The odd thing about these two most recent Alston pieces is that, while one is merely a duet and the other a big company number, it's the intimate duo that makes the impact, both in its range of feeling and command of floor space. Light Flooding Into Darkened Rooms is, for a start, exquisitely conceived, taking as a starting point not only its chosen score (a 17th-century French lute piece beautifully played on guitar by James Woodrow) but also the music's social context.

In the 1650s, propriety forbade obvious sexual advances, but a music lesson – with all its opportunities for corrective physical contact – could act as a polite cover for intimacy. Thus Alston spins a seductive conceit from the formal façade of a courtly dance, Patricia Hines and Jason Piper performing with a tremulous constraint that first hints at, then gives sway to passionate currents below the surface. When the guitarist switches to twangy mandolin for Jo Kondo's 20th-century variations on the earlier music, the passion becomes more expansive still, while remaining dignified by formal codes. Charles Balfour's lighting – bars of morning sun streaming from some imagined sash window – deliciously suggests an interior by Vermeer.

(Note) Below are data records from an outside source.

//! Client configuration from the environment
//!
//! | variable               | meaning                                   |
//! |------------------------|-------------------------------------------|
//! | `EVD_CLIENT_LOG_PATH`  | append client logs to this file           |
//! | `EVD_SEC_KEY_PATH`     | secret key file, created on first use     |
//! | `EVD_PAYLOAD_KEY_PATH` | payload sealing key, created on first use |
//! | `EVD_SERVER_URL`       | base URL of `evd-server`                  |
//! | `EVD_TIMEOUT_MS`       | HTTP timeout                              |
//! | `EVD_LOG`              | `tracing` filter directives               |

use serde::{Deserialize, Serialize};
use std::fs::OpenOptions;
use std::path::PathBuf;
use std::sync::Mutex;
use std::time::Duration;
use tracing_subscriber::EnvFilter;

use crate::error::{resource_err, validation_err, Result};

/// Default HTTP timeout
pub const DEFAULT_TIMEOUT_MS: u64 = 30_000;

/// Settings of an [`super::EvdClient`].
#[derive(Debug, Clone, PartialEq, Serialize, Deserialize)]
pub struct EvdConfig {
    /// Log file; stderr when unset
    pub log_path: Option<PathBuf>,
    /// Where the secret key is kept; in memory only when unset
    pub secret_key_path: Option<PathBuf>,
    /// Where the payload sealing key is kept; in memory only when unset
    pub payload_key_path: Option<PathBuf>,
    /// Server base URL for the HTTP transport
    pub server_url: Option<String>,
    /// HTTP timeout in milliseconds
    pub timeout_ms: u64,
}

impl Default for EvdConfig {
    fn default() -> Self {
        Self {
            log_path: None,
            secret_key_path: None,
            payload_key_path: None,
            server_url: None,
            timeout_ms: DEFAULT_TIMEOUT_MS,
        }
    }
}

impl EvdConfig {
    /// Reads the `EVD_*` variables
    pub fn from_env() -> Result<Self> {
        Self::from_lookup(|key| std::env::var(key).ok())
    }

    /// Same as [`EvdConfig::from_env`] over an arbitrary lookup
    pub fn from_lookup(lookup: impl Fn(&str) -> Option<String>) -> Result<Self> {
        let non_empty = |key: &str| lookup(key).filter(|v| !v.trim().is_empty());
        let timeout_ms = match non_empty("EVD_TIMEOUT_MS") {
            Some(v) => v
                .trim()
                .parse()
                .map_err(|_| validation_err!("EVD_TIMEOUT_MS is not a number: {:?}", v))?,
            None => DEFAULT_TIMEOUT_MS,
        };
        Ok(Self {
            log_path: non_empty("EVD_CLIENT_LOG_PATH").map(PathBuf::from),
            secret_key_path: non_empty("EVD_SEC_KEY_PATH").map(PathBuf::from),
            payload_key_path: non_empty("EVD_PAYLOAD_KEY_PATH").map(PathBuf::from),
            server_url: non_empty("EVD_SERVER_URL"),
            timeout_ms,
        })
    }

    /// HTTP timeout
    pub fn timeout(&self) -> Duration {
        Duration::from_millis(self.timeout_ms)
    }
}

/// Installs the global client subscriber.
///
/// Filter directives come from `EVD_LOG`, defaulting to `info`. Fails if a
/// subscriber is already installed.
pub fn init_client_logging(config: &EvdConfig) -> Result<()> {
    let filter = EnvFilter::try_from_env("EVD_LOG").unwrap_or_else(|_| EnvFilter::new("info"));
    let builder = tracing_subscriber::fmt()
        .with_env_filter(filter)
        .with_target(false);
    let installed = match &config.log_path {
        Some(path) => {
            let file = OpenOptions::new().create(true).append(true).open(path)?;
            builder
                .with_ansi(false)
                .with_writer(Mutex::new(file))
                .try_init()
        }
        None => builder.with_writer(std::io::stderr).try_init(),
    };
    installed.map_err(|e| resource_err!("logging already initialized: {}", e))
}

#[cfg(test)]
mod tests {
    use super::*;
    use std::collections::HashMap;

    #[test]
    fn test_from_lookup() {
        let vars: HashMap<&str, &str> = [
            ("EVD_SEC_KEY_PATH", "/tmp/evd/sk.bin"),
            ("EVD_SERVER_URL", "http://127.0.0.1:3000"),
            ("EVD_TIMEOUT_MS", "500"),
            ("EVD_CLIENT_LOG_PATH", ""),
        ]
        .into_iter()
        .collect();
        let config = EvdConfig::from_lookup(|k| vars.get(k).map(|v| v.to_string())).unwrap();
        assert_eq!(config.secret_key_path, Some(PathBuf::from("/tmp/evd/sk.bin")));
        assert_eq!(config.server_url.as_deref(), Some("http://127.0.0.1:3000"));
        assert_eq!(config.timeout(), Duration::from_millis(500));
        assert!(config.log_path.is_none());
        assert!(config.payload_key_path.is_none());
    }

    #[test]
    fn test_bad_timeout() {
        let err = EvdConfig::from_lookup(|k| (k == "EVD_TIMEOUT_MS").then(|| "soon".to_string()))
            .unwrap_err();
        assert_eq!(err.kind(), crate::error::ErrorKind::Validation);
        assert_eq!(EvdConfig::from_lookup(|_| None).unwrap(), EvdConfig::default());
    }
}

I had been looking forward to the newest piece, Touch and Go, for the music as much as anything. Alston's musical inquisitiveness is always rewarding. For him, it's not enough to use Astor Piazzolla's fabulous modern tango numbers. It has to be Piazzolla with a twist: in this case via distinctive re-orchestrations by the Italian accordionist Roberto Daris which give the tango's jabbing four-square thrust a more rounded, feminine feel. The disappointment was (I should have guessed), that the music was taped – which wouldn't have mattered so much if the performance had been more alive.

Likewise, perhaps it shouldn't matter that Alston's female dancers wear no make-up, but their scrubbed faces suddenly struck me as symptomatic of the less appealing side of Alston's craft: impeccable, but dull. What kind of woman would don satin palazzo pants and a frou-frou top by Ungaro and not bother with lipstick?

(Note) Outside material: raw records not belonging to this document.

//! Scalar arithmetic over Z_q

/// Modular arithmetic operations over Z_q
pub struct ModQ;

impl ModQ {
    /// Add two reduced values modulo q
    #[inline]
    pub fn add(a: u64, b: u64, q: u64) -> u64 {
        let sum = a + b;
        if sum >= q {
            sum - q
        } else {
            sum
        }
    }

    /// Subtract two reduced values modulo q
    #[inline]
    pub fn sub(a: u64, b: u64, q: u64) -> u64 {
        if a >= b {
            a - b
        } else {
            q - (b - a)
        }
    }

    /// Multiply two values modulo q
    #[inline]
    pub fn mul(a: u64, b: u64, q: u64) -> u64 {
        ((a as u128 * b as u128) % q as u128) as u64
    }

    /// Negate a value modulo q
    #[inline]
    pub fn negate(a: u64, q: u64) -> u64 {
        if a == 0 {
            0
        } else {
            q - a
        }
    }

    /// Exponentiation by squaring
    pub fn pow(mut base: u64, mut exp: u64, q: u64) -> u64 {
        let mut result = 1 % q;
        base %= q;
        while exp > 0 {
            if exp & 1 == 1 {
                result = Self::mul(result, base, q);
            }
            base = Self::mul(base, base, q);
            exp >>= 1;
        }
        result
    }

    /// Inverse modulo a prime q (Fermat)
    pub fn inv(a: u64, q: u64) -> u64 {
        Self::pow(a, q - 2, q)
    }

    /// Convert a signed integer to its representation in Z_q
    #[inline]
    pub fn from_signed(val: i64, q: u64) -> u64 {
        if val >= 0 {
            (val as u64) % q
        } else {
            let r = val.unsigned_abs() % q;
            if r == 0 {
                0
            } else {
                q - r
            }
        }
    }

    /// Convert from Z_q to the centered representative in [-q/2, q/2]
    #[inline]
    pub fn to_signed(val: u64, q: u64) -> i64 {
        if val <= q / 2 {
            val as i64
        } else {
            -((q - val) as i64)
        }
    }

    /// Round a real value into Z_q
    #[inline]
    pub fn from_f64(val: f64, q: u64) -> u64 {
        Self::from_signed(val.round() as i64, q)
    }

    /// Carry a value of Z_from to Z_to through its centered representative
    #[inline]
    pub fn lift_centered(val: u64, from: u64, to: u64) -> u64 {
        Self::from_signed(Self::to_signed(val, from), to)
    }
}

#[cfg(test)]
mod tests {
    use super::*;
    use crate::params::{EVD_P, EVD_Q};

    const Q: u64 = EVD_Q;

    #[test]
    fn test_add_sub() {
        assert_eq!(ModQ::add(5, 7, Q), 12);
        assert_eq!(ModQ::add(Q - 1, 2, Q), 1);
        assert_eq!(ModQ::sub(10, 3, Q), 7);
        assert_eq!(ModQ::sub(3, 10, Q), Q - 7);
    }

    #[test]
    fn test_mul_and_inverse() {
        assert_eq!(ModQ::mul(5, 7, Q), 35);
        let x = 123456789;
        assert_eq!(ModQ::mul(x, ModQ::inv(x, Q), Q), 1);
        assert_eq!(ModQ::inv(EVD_P % Q, Q), 995681451208133);
    }

    #[test]
    fn test_signed_conversions() {
        assert_eq!(ModQ::from_signed(-5, Q), Q - 5);
        assert_eq!(ModQ::from_signed(0, Q), 0);
        assert_eq!(ModQ::to_signed(Q - 5, Q), -5);
        assert_eq!(ModQ::from_f64(-2.6, Q), Q - 3);
    }

    #[test]
    fn test_lift_centered() {
        assert_eq!(ModQ::lift_centered(Q - 5, Q, EVD_P), EVD_P - 5);
        assert_eq!(ModQ::lift_centered(17, Q, EVD_P), 17);
    }
}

Alston's tango-inspired choreography – for all its borrowed lunges and feints – is similarly bleached-out and bland. As visiting Argentine troupes have endlessly demonstrated, tango is all about sex, sex, sex. The lethal shoes and the aggressive skirt splits are instruments of war, not appeasement. In this company, only Patricia Hines – in a central, nicely evolved duet with Martin Lawrance – struck a genuine note of sexual heat and social froideur.